■ Data in this exercise:
▬▬▬▬▬▬
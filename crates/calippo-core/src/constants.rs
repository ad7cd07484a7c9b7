// ABOUTME: Constants module with domain-separated organization
// ABOUTME: Storage keys, progression tuning, handle rules, and analysis defaults
//
// SPDX-License-Identifier: MIT OR Apache-2.0
// Copyright (c) 2025 Pierre Fitness Intelligence

//! Constants grouped by domain.

/// Logical storage key names
pub mod storage_keys {
    /// Account directory blob
    pub const USERS: &str = "calippo_db_users";
    /// Current session pointer
    pub const CURRENT_USER: &str = "calippo_current_user";
    /// Prefix for a user's scan history
    pub const HISTORY_PREFIX: &str = "calippo_history";
    /// Prefix for a user's progression record
    pub const STATS_PREFIX: &str = "calippo_stats";
    /// Daily calorie goal scalar
    pub const DAILY_GOAL: &str = "calippo_daily_goal";
    /// Theme preference flag
    pub const THEME: &str = "theme";
    /// File name of the on-disk store document
    pub const STORE_FILE_NAME: &str = "calippo_store.json";
    /// Sidecar file holding the cross-process write lock
    pub const STORE_LOCK_FILE_NAME: &str = "calippo_store.lock";
}

/// Handle (username) rules
pub mod handles {
    /// Minimum handle length
    pub const MIN_LENGTH: usize = 3;
    /// Maximum handle length
    pub const MAX_LENGTH: usize = 20;
}

/// Directory search
pub mod search {
    /// Maximum number of users a search returns
    pub const MAX_RESULTS: usize = 5;
}

/// Progression tuning
pub mod progression {
    /// Experience awarded for every recorded scan
    pub const XP_PER_SCAN: u64 = 25;
    /// Number of evolution tiers; also the level cap
    pub const MAX_LEVEL: u32 = 200;
    /// Level every account starts at
    pub const STARTING_LEVEL: u32 = 1;
    /// Freeze tokens granted to a fresh progression record
    pub const STARTING_FREEZE_TOKENS: u32 = 2;
    /// Multiplier in `floor(30 * level^1.6)`
    pub const PROTEIN_BASE_GRAMS: f64 = 30.0;
    /// Exponent in `floor(30 * level^1.6)`
    pub const PROTEIN_EXPONENT: f64 = 1.6;
    /// Multiplier in `floor(level * 1.2)`
    pub const SCANS_PER_LEVEL: f64 = 1.2;
}

/// Daily goal defaults
pub mod goals {
    /// Default daily calorie goal
    pub const DEFAULT_DAILY_CALORIES: u32 = 2400;
    /// Share of the goal at which the day counts as reached
    pub const GOAL_REACHED_RATIO: f64 = 0.8;
}

/// Vision analysis defaults
pub mod analysis {
    /// Default Gemini model for meal analysis
    pub const DEFAULT_MODEL: &str = "gemini-2.5-flash";
    /// Base URL for the Generative Language API
    pub const DEFAULT_BASE_URL: &str = "https://generativelanguage.googleapis.com/v1beta";
    /// Default request timeout in seconds
    pub const DEFAULT_TIMEOUT_SECS: u64 = 30;
    /// Mime type sent with captured images
    pub const IMAGE_MIME_TYPE: &str = "image/jpeg";
    /// Message shown for every failed analysis
    pub const USER_FACING_FAILURE: &str =
        "Failed to analyze image. Please try again with a clearer photo.";
    /// Instruction sent alongside the image
    pub const INSTRUCTION: &str = "Analyze this food image. Identify the primary food item and provide its estimated nutritional value per serving. Be precise with protein, fat, and carbs in grams. Provide a short, engaging fitness-focused description.";
}

/// Storage concurrency defaults
pub mod concurrency {
    /// Default number of compare-and-swap attempts per update
    pub const DEFAULT_CAS_MAX_RETRIES: u32 = 8;
}

/// Service identity used in logs
pub mod service_names {
    /// Name reported by the logging layer
    pub const CALIPPO: &str = "calippo";
}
▬▬▬▬▬▬
■ Work task: With nothing left out, transcribe the records above exactly.

■ Exercise solution:
filename crates/calippo-core/src/constants.rs
repository ad7cd07484a7c9b7
// ABOUTME: Constants module with domain-separated organization
// ABOUTME: Storage keys, progression tuning, handle rules, and analysis defaults
//
// SPDX-License-Identifier: MIT OR Apache-2.0
// Copyright (c) 2025 Pierre Fitness Intelligence

//! Constants grouped by domain.

/// Logical storage key names
pub mod storage_keys {
    /// Account directory blob
    pub const USERS: &str = "calippo_db_users";
    /// Current session pointer
    pub const CURRENT_USER: &str = "calippo_current_user";
    /// Prefix for a user's scan history
    pub const HISTORY_PREFIX: &str = "calippo_history";
    /// Prefix for a user's progression record
    pub const STATS_PREFIX: &str = "calippo_stats";
    /// Daily calorie goal scalar
    pub const DAILY_GOAL: &str = "calippo_daily_goal";
    /// Theme preference flag
    pub const THEME: &str = "theme";
    /// File name of the on-disk store document
    pub const STORE_FILE_NAME: &str = "calippo_store.json";
    /// Sidecar file holding the cross-process write lock
    pub const STORE_LOCK_FILE_NAME: &str = "calippo_store.lock";
}

/// Handle (username) rules
pub mod handles {
    /// Minimum handle length
    pub const MIN_LENGTH: usize = 3;
    /// Maximum handle length
    pub const MAX_LENGTH: usize = 20;
}

/// Directory search
pub mod search {
    /// Maximum number of users a search returns
    pub const MAX_RESULTS: usize = 5;
}

/// Progression tuning
pub mod progression {
    /// Experience awarded for every recorded scan
    pub const XP_PER_SCAN: u64 = 25;
    /// Number of evolution tiers; also the level cap
    pub const MAX_LEVEL: u32 = 200;
    /// Level every account starts at
    pub const STARTING_LEVEL: u32 = 1;
    /// Freeze tokens granted to a fresh progression record
    pub const STARTING_FREEZE_TOKENS: u32 = 2;
    /// Multiplier in `floor(30 * level^1.6)`
    pub const PROTEIN_BASE_GRAMS: f64 = 30.0;
    /// Exponent in `floor(30 * level^1.6)`
    pub const PROTEIN_EXPONENT: f64 = 1.6;
    /// Multiplier in `floor(level * 1.2)`
    pub const SCANS_PER_LEVEL: f64 = 1.2;
}

/// Daily goal defaults
pub mod goals {
    /// Default daily calorie goal
    pub const DEFAULT_DAILY_CALORIES: u32 = 2400;
    /// Share of the goal at which the day counts as reached
    pub const GOAL_REACHED_RATIO: f64 = 0.8;
}

/// Vision analysis defaults
pub mod analysis {
    /// Default Gemini model for meal analysis
    pub const DEFAULT_MODEL: &str = "gemini-2.5-flash";
    /// Base URL for the Generative Language API
    pub const DEFAULT_BASE_URL: &str = "https://generativelanguage.googleapis.com/v1beta";
    /// Default request timeout in seconds
    pub const DEFAULT_TIMEOUT_SECS: u64 = 30;
    /// Mime type sent with captured images
    pub const IMAGE_MIME_TYPE: &str = "image/jpeg";
    /// Message shown for every failed analysis
    pub const USER_FACING_FAILURE: &str =
        "Failed to analyze image. Please try again with a clearer photo.";
    /// Instruction sent alongside the image
    pub const INSTRUCTION: &str = "Analyze this food image. Identify the primary food item and provide its estimated nutritional value per serving. Be precise with protein, fat, and carbs in grams. Provide a short, engaging fitness-focused description.";
}

/// Storage concurrency defaults
pub mod concurrency {
    /// Default number of compare-and-swap attempts per update
    pub const DEFAULT_CAS_MAX_RETRIES: u32 = 8;
}

/// Service identity used in logs
pub mod service_names {
    /// Name reported by the logging layer
    pub const CALIPPO: &str = "calippo";
}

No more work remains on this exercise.